Vu l’ordonnance de clôture en date du 19 juin 2024 ;

A l’audience du 9 octobre 2024, les parties ont oralement soutenu leurs écritures et il leur a été indiqué que la décision, mise en délibéré, serait rendue le 27 novembre 2024.

Sur la publication litigieuse

[K] [C], dit [I] [Y], est un musicien et comédien français.

Dans son édition n°1868, datée du 22 au 28 septembre 2023, le magazine Voici, édité par la société PRISMA MEDIA, consacre un article à [R] [G] et [K] [C] dit [I] [Y].

Celui-ci est annoncé en page de couverture par le titre « [R] [G] son histoire secrète avec [I] [Y] », sous une pastille « Photos Exclu », apposé à deux photographies, manifestement prises par téléobjectif, montrant le demandeur et [R] [G], complices sur l’une, enlacés sur l’autre. Une légende indique : « Alors qu’elle se dit célibataire, la mannequin vit en réalité depuis six mois une romance avec le rappeur. Une relation qu’elle cache pour des raisons très personnelles… »

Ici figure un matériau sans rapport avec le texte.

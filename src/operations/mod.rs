//! Named, pure value transforms referenced by transformer graphs.
//!
//! Every operation is built once per graph node from a parameter object and
//! then applied to a slice of input values, producing exactly the declared
//! number of outputs. Parameters are validated (and regexes compiled) at
//! build time so a bad graph fails when it is loaded, not halfway through a
//! dataset.

use std::fmt;
use std::sync::Arc;

use indexmap::IndexMap;
use serde::de::DeserializeOwned;
use serde_json::Value;
use thiserror::Error;

use crate::constants::schema::{FALSE, TRUE};
use crate::errors::IndexError;
use crate::types::OperationName;
use crate::value::RawValue;

mod mapping;
mod numeric;
mod select;
mod text;

pub use mapping::{ExtractGroups, MapNumericBins, MapValues, NumericBin};
pub use numeric::{Add, ToFloat, ToInt};
pub use select::{Constant, DefaultValues, First, Last, Pick, Rename};
pub use text::{
    CaseConversion, Format, Join, Replace, Split, ToText, UnescapeHtml, render_format,
};

/// Parameter object of one graph node.
pub type OperationParams = serde_json::Map<String, Value>;

/// Builds an operation instance from node parameters.
pub type OperationFactory =
    Arc<dyn Fn(&OperationParams) -> Result<Arc<dyn Operation>, IndexError> + Send + Sync + 'static>;

/// Failure raised while applying an operation to one record.
#[derive(Clone, Debug, Error, PartialEq, Eq)]
#[error("{0}")]
pub struct OperationFailure(pub String);

impl OperationFailure {
    /// Wrap a reason.
    pub fn new(reason: impl Into<String>) -> Self {
        Self(reason.into())
    }
}

/// A pure transform over raw values.
pub trait Operation: Send + Sync + fmt::Debug {
    /// Validate input/output counts for one node. Called once at graph load.
    fn check_arity(&self, inputs: usize, outputs: usize) -> Result<(), String>;

    /// Apply to `inputs`, producing exactly `outputs` values.
    fn apply(&self, inputs: &[RawValue], outputs: usize)
    -> Result<Vec<RawValue>, OperationFailure>;
}

/// Registry mapping stable operation names to factories.
#[derive(Clone, Default)]
pub struct OperationRegistry {
    factories: IndexMap<OperationName, OperationFactory>,
}

impl fmt::Debug for OperationRegistry {
    fn fmt(&self, f: &mut fmt::Formatter<'_>) -> fmt::Result {
        f.debug_struct("OperationRegistry")
            .field("operations", &self.factories.keys().collect::<Vec<_>>())
            .finish()
    }
}

impl OperationRegistry {
    /// Registry without any operations.
    pub fn empty() -> Self {
        Self::default()
    }

    /// Registry with every built-in operation.
    pub fn builtin() -> Self {
        let mut registry = Self::empty();
        registry.register("rename", |params| {
            no_params("rename", params)?;
            Ok(Arc::new(Rename))
        });
        registry.register("constant", |params| {
            Ok(Arc::new(Constant::from_params(params)?))
        });
        registry.register("format", |params| Ok(Arc::new(Format::from_params(params)?)));
        registry.register("join", |params| Ok(Arc::new(Join::from_params(params)?)));
        registry.register("split", |params| Ok(Arc::new(Split::from_params(params)?)));
        registry.register("first", |params| {
            no_params("first", params)?;
            Ok(Arc::new(First))
        });
        registry.register("last", |params| {
            no_params("last", params)?;
            Ok(Arc::new(Last))
        });
        registry.register("pick", |params| Ok(Arc::new(Pick::from_params(params)?)));
        registry.register("default", |params| {
            Ok(Arc::new(DefaultValues::from_params(params)?))
        });
        registry.register("map_values", |params| {
            Ok(Arc::new(MapValues::from_params(params)?))
        });
        registry.register("map_numeric_bins", |params| {
            Ok(Arc::new(MapNumericBins::from_params(params)?))
        });
        registry.register("extract_groups", |params| {
            Ok(Arc::new(ExtractGroups::from_params(params)?))
        });
        registry.register("add", |params| {
            no_params("add", params)?;
            Ok(Arc::new(Add))
        });
        registry.register("to_int", |params| {
            no_params("to_int", params)?;
            Ok(Arc::new(ToInt))
        });
        registry.register("to_float", |params| {
            no_params("to_float", params)?;
            Ok(Arc::new(ToFloat))
        });
        registry.register("to_string", |params| {
            no_params("to_string", params)?;
            Ok(Arc::new(ToText))
        });
        registry.register("lowercase", |params| {
            no_params("lowercase", params)?;
            Ok(Arc::new(CaseConversion::Lower))
        });
        registry.register("uppercase", |params| {
            no_params("uppercase", params)?;
            Ok(Arc::new(CaseConversion::Upper))
        });
        registry.register("titlecase", |params| {
            no_params("titlecase", params)?;
            Ok(Arc::new(CaseConversion::Title))
        });
        registry.register("unescape_html", |params| {
            no_params("unescape_html", params)?;
            Ok(Arc::new(UnescapeHtml))
        });
        registry.register("replace", |params| {
            Ok(Arc::new(Replace::from_params(params)?))
        });
        registry
    }

    /// Register (or replace) an operation factory under `name`.
    pub fn register<F>(&mut self, name: impl Into<OperationName>, factory: F) -> &mut Self
    where
        F: Fn(&OperationParams) -> Result<Arc<dyn Operation>, IndexError> + Send + Sync + 'static,
    {
        self.factories.insert(name.into(), Arc::new(factory));
        self
    }

    /// True when `name` is registered.
    pub fn contains(&self, name: &str) -> bool {
        self.factories.contains_key(name)
    }

    /// Registered names in registration order.
    pub fn names(&self) -> impl Iterator<Item = &str> {
        self.factories.keys().map(String::as_str)
    }

    /// Build an operation instance for one node.
    pub fn build(
        &self,
        name: &str,
        params: &OperationParams,
    ) -> Result<Arc<dyn Operation>, IndexError> {
        let factory = self
            .factories
            .get(name)
            .ok_or_else(|| IndexError::UnknownOperation(name.to_string()))?;
        factory(params)
    }
}

/// Deserialize a typed parameter struct for operation `name`.
pub(crate) fn parse_params<T: DeserializeOwned>(
    name: &str,
    params: &OperationParams,
) -> Result<T, IndexError> {
    serde_json::from_value(Value::Object(params.clone()))
        .map_err(|err| IndexError::Configuration(format!("operation '{name}' parameters: {err}")))
}

fn no_params(name: &str, params: &OperationParams) -> Result<(), IndexError> {
    match params.keys().next() {
        None => Ok(()),
        Some(key) => Err(IndexError::Configuration(format!(
            "operation '{name}' takes no parameters, got '{key}'"
        ))),
    }
}

/// Convert a declarative parameter value into a raw value.
pub(crate) fn json_to_raw(value: &Value) -> RawValue {
    match value {
        Value::Null => RawValue::Empty,
        Value::Bool(true) => RawValue::text(TRUE),
        Value::Bool(false) => RawValue::text(FALSE),
        Value::Number(number) => RawValue::text(number.to_string()),
        Value::String(text) => RawValue::text(text.as_str()),
        Value::Array(items) => RawValue::List(
            items
                .iter()
                .map(|item| json_to_raw(item).to_cell())
                .filter(|item| !item.is_empty())
                .collect(),
        ),
        Value::Object(_) => RawValue::text(value.to_string()),
    }
}

pub(crate) fn same_arity(inputs: usize, outputs: usize) -> Result<(), String> {
    if inputs == 0 {
        return Err("expects at least one input".to_string());
    }
    if inputs != outputs {
        return Err(format!(
            "expects as many outputs as inputs, got {inputs} inputs and {outputs} outputs"
        ));
    }
    Ok(())
}

pub(crate) fn single_output(inputs: usize, outputs: usize) -> Result<(), String> {
    if inputs == 0 {
        return Err("expects at least one input".to_string());
    }
    if outputs != 1 {
        return Err(format!("expects exactly one output, got {outputs}"));
    }
    Ok(())
}

pub(crate) fn per_input_or_single(inputs: usize, outputs: usize) -> Result<(), String> {
    if inputs == 0 {
        return Err("expects at least one input".to_string());
    }
    if outputs != 1 && outputs != inputs {
        return Err(format!(
            "expects one output or one output per input, got {inputs} inputs and {outputs} outputs"
        ));
    }
    Ok(())
}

La publication querellée est ensuite développée en pages 12 à 14 du magazine, sous les titres « [R] [G] célibataire ? Non, pas vraiment », « Depuis six mois elle vit le grand frisson avec [I] [Y] » et « [R] n’est heureuse qu’en étant amoureuse ». Un sous-titre précise : « Pour ne pas froisser son ex, elle ne cesse de répéter qu’elle n’a pas d’homme dans sa vie. Pourtant, avec l’ancien rappeur tout indique que la belle histoire pourrait durer. »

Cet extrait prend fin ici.